Ginsburg was born March 15, 1933, in Brooklyn, daughter of Nathan Bader, a furrier and haberdasher, and Celia (Amster) Bader. Ginsburg attended New York public schools and then Cornell University. She married Martin Ginsburg after graduating from Cornell in 1954, and gave birth to a daughter, Jane Ginsburg, before entering Harvard Law School in 1956. Ginsburg was an outstanding student and was elected president of her class at the prestigious Harvard Law School. After her second year, she transferred to Columbia Law School, following her husband, who had taken a position with a New York City law firm. Ginsburg was elected to the Columbia Law Review and graduated first in her class. She was admitted to the New York bar in 1959.

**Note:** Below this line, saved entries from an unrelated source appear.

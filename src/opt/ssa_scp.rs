//! SSA-based constant propagation and folding (`spec.md` §4.5).
//!
//! Grounded in `examples/original_source/src/ssa.cpp`'s
//! `Function::ssa_constant_propagate`: a fixed point over φs and
//! instructions, tracking known constants keyed by SSA-local version and by
//! instruction ("REG") identity.

use crate::ir::{Function, InstID, LocalID, Opcode, Operand};
use std::collections::HashMap;

/// Runs SSA constant propagation/folding to a fixed point. Requires `func`
/// to already be in SSA form ([`crate::opt::ssa::construct`]).
pub fn propagate(func: &mut Function) {
    let mut const_locals: HashMap<(LocalID, i32), i64> = HashMap::new();
    let mut const_regs: HashMap<InstID, i64> = HashMap::new();
    let mut changed = true;
    let mut rounds = 0;
    let mut folded = 0;

    while changed {
        changed = false;
        rounds += 1;
        for &b in &func.blocks.clone() {
            changed |= propagate_phis(func, b, &mut const_locals);
            let (block_changed, block_folded) =
                propagate_insts(func, b, &mut const_locals, &mut const_regs);
            changed |= block_changed;
            folded += block_folded;
        }
    }
    log::debug!("SSA constant propagation converged after {rounds} round(s), folded {folded} instruction(s)");
}

fn propagate_phis(
    func: &mut Function,
    b: crate::ir::BlockID,
    const_locals: &mut HashMap<(LocalID, i32), i64>,
) -> bool {
    let mut changed = false;
    let vars: Vec<LocalID> = func.block(b).phis.keys().copied().collect();
    for v in vars {
        if func.block(b).phis[&v].is_cleared() {
            continue;
        }
        let count = func.block(b).phis[&v].r.len();
        for i in 0..count {
            if let Operand::Local { id, ssa } = func.block(b).phis[&v].r[i] {
                if let Some(&val) = const_locals.get(&(id, ssa)) {
                    func.block_mut(b).phis.get_mut(&v).unwrap().r[i] = Operand::const_value(val);
                    changed = true;
                }
            }
        }
        if let Some(val) = func.block(b).phis[&v].as_agreeing_const() {
            let l = func.block(b).phis[&v].l;
            const_locals.insert((v, l), val);
            func.block_mut(b).phis.get_mut(&v).unwrap().clear();
            changed = true;
        }
    }
    changed
}

fn propagate_insts(
    func: &mut Function,
    b: crate::ir::BlockID,
    const_locals: &mut HashMap<(LocalID, i32), i64>,
    const_regs: &mut HashMap<InstID, i64>,
) -> (bool, usize) {
    let mut changed = false;
    let mut folded = 0;
    for &inst_id in &func.block(b).insts.clone() {
        let opcode = func.inst(inst_id).opcode;
        if opcode == Opcode::Nop {
            continue;
        }
        let arity = func.inst(inst_id).operands.len();
        let is_move = opcode == Opcode::Move;

        for slot in 0..arity {
            if is_move && slot == 1 {
                continue;
            }
            let op = func.inst(inst_id).operand(slot).cloned().unwrap();
            let replacement = match op {
                Operand::Local { id, ssa } => const_locals.get(&(id, ssa)).copied(),
                Operand::Reg(r) => const_regs.get(&r).copied(),
                _ => None,
            };
            if let Some(val) = replacement {
                *func.inst_mut(inst_id).operand_mut(slot).unwrap() = Operand::const_value(val);
                changed = true;
            }
        }

        if !is_foldable(opcode) {
            continue;
        }
        let rhs_slots: &[usize] = if is_move { &[0] } else { &[0, 1] };
        let rhs_slots = &rhs_slots[..arity.min(rhs_slots.len())];
        let vals: Option<Vec<i64>> =
            rhs_slots.iter().map(|&s| func.inst(inst_id).operand(s).and_then(Operand::as_const)).collect();
        let Some(vals) = vals else { continue };
        let Some(result) = fold(opcode, &vals) else { continue };

        const_regs.insert(inst_id, result);
        if is_move {
            if let (Some(local), Some(ssa)) =
                (func.inst(inst_id).move_dest_local(), func.inst(inst_id).move_dest_ssa())
            {
                const_locals.insert((local, ssa), result);
            }
        }
        func.inst_mut(inst_id).erase_to_nop();
        changed = true;
        folded += 1;
    }
    (changed, folded)
}

fn is_foldable(op: Opcode) -> bool {
    use Opcode::*;
    matches!(op, Add | Sub | Mul | Div | Mod | Neg | CmpEq | CmpLe | CmpLt | Move)
}

/// Folds a foldable opcode's RHS constants. Returns `None` when the result
/// is unspecified at the IR level (division/modulo by zero), per §4.5 and
/// §7; overflow wraps per target integer semantics and is never refused.
fn fold(op: Opcode, vals: &[i64]) -> Option<i64> {
    use Opcode::*;
    Some(match op {
        Add => vals[0].wrapping_add(vals[1]),
        Sub => vals[0].wrapping_sub(vals[1]),
        Mul => vals[0].wrapping_mul(vals[1]),
        Div => {
            if vals[1] == 0 {
                return None;
            }
            vals[0].wrapping_div(vals[1])
        }
        Mod => {
            if vals[1] == 0 {
                return None;
            }
            vals[0].wrapping_rem(vals[1])
        }
        Neg => vals[0].wrapping_neg(),
        CmpEq => (vals[0] == vals[1]) as i64,
        CmpLe => (vals[0] <= vals[1]) as i64,
        CmpLt => (vals[0] < vals[1]) as i64,
        Move => vals[0],
        _ => return None,
    })
}

#[cfg(test)]
mod tests {
    use super::*;
    use crate::ir::Instruction;
    use crate::opt::{dom_frontier, dominance, ssa};
    use crate::testing::fixtures;

    #[test]
    fn folds_a_constant_binary_op() {
        let mut func = Function::new(0, 0, true);
        let b = func.alloc_block();
        func.entry = b;
        func.blocks = vec![b];
        let add = func.alloc_inst(Instruction::new(
            1,
            Opcode::Add,
            [Operand::const_value(2), Operand::const_value(3)],
        ));
        let x = func.intern_local("x", -8);
        let mv = func.alloc_inst(Instruction::new(2, Opcode::Move, [Operand::Reg(add), Operand::local(x)]));
        func.block_mut(b).insts = vec![add, mv];
        propagate(&mut func);
        assert!(func.inst(add).is_nop());
        assert_eq!(func.inst(mv).operand(0).unwrap().as_const(), Some(5));
    }

    #[test]
    fn agreeing_phi_operands_become_a_constant_and_clear() {
        let mut func = fixtures::diamond();
        dominance::compute(&mut func);
        dom_frontier::compute(&mut func);
        ssa::construct(&mut func);
        // The diamond fixture writes 1 and 2 down the two arms, so the
        // join's phi does not agree; overwrite both arms with the same
        // constant to exercise the agreeing-operand path.
        let join = fixtures::find_join(&func);
        let (&v, _) = func.block(join).phis.iter().next().unwrap();
        for &b in &func.blocks.clone() {
            for &inst_id in &func.block(b).insts.clone() {
                if func.inst(inst_id).move_dest_local() == Some(v) {
                    *func.inst_mut(inst_id).operand_mut(0).unwrap() = Operand::const_value(7);
                }
            }
        }
        propagate(&mut func);
        assert!(func.block(join).phis[&v].is_cleared());
    }
}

Despite her academic brilliance, New York law firms refused to hire Ginsburg because she was a woman. She finally got a position as a law clerk to a federal district court judge. In 1961, Ginsburg entered the academic field as a research associate at Columbia Law School. In 1963, she joined the faculty of Rutgers University School of Law, where she served as a professor until 1972.

Ruth Bader Ginsburg.

AP/WIDE WORLD PHOTOS

In 1972, Ginsburg's career shifted to that of an advocate. As the director of the Women's Rights Project of the AMERICAN CIVIL LIBERTIES UNION, she developed and used a strategy of showing that laws that discriminated between men and women were often based on stereo-types that were unfair to both sexes. In the early to mid-1970s, Ginsburg argued six women's rights cases before the U.S. Supreme Court, winning five of them.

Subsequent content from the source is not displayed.